- WHAT TO PRODUCE -
Restate word for word the line containing "pub use ranker::TableRanker;" and all remaining lines of the entries below.

[Collection entries]
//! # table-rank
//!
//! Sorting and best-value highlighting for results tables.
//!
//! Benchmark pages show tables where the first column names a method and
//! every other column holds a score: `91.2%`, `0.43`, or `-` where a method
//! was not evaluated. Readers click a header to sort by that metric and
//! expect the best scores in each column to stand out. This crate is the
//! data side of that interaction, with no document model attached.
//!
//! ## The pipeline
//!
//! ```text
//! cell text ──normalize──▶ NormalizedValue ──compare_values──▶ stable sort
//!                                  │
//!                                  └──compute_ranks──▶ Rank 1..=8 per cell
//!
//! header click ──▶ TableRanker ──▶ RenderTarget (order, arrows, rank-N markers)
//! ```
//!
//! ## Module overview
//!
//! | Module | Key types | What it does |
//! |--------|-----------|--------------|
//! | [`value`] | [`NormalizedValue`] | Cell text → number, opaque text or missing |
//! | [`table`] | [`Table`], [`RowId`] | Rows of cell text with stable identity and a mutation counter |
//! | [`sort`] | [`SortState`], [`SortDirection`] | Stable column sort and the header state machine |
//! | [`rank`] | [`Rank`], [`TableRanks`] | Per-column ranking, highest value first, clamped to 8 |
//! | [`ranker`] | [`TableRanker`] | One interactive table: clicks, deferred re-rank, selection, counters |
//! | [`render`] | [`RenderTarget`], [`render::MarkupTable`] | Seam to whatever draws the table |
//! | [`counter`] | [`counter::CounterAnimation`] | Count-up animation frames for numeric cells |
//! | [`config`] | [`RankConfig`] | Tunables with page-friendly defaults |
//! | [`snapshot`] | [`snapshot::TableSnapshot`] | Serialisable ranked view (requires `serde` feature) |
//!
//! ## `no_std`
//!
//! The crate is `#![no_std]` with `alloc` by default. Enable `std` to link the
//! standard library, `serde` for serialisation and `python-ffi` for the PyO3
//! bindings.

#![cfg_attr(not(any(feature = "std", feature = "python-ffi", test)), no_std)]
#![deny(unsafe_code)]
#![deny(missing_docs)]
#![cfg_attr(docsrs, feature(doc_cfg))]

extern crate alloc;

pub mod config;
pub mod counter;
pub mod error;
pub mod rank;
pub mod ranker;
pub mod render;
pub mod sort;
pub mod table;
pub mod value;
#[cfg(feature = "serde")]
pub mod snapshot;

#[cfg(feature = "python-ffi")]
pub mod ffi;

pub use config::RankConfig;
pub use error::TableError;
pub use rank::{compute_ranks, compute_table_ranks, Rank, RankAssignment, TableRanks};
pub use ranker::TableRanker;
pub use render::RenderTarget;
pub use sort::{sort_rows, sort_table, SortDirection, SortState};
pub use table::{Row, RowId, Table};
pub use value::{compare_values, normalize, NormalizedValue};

- SOLVED PROBLEM -
pub use ranker::TableRanker;
pub use render::RenderTarget;
pub use sort::{sort_rows, sort_table, SortDirection, SortState};
pub use table::{Row, RowId, Table};
pub use value::{compare_values, normalize, NormalizedValue};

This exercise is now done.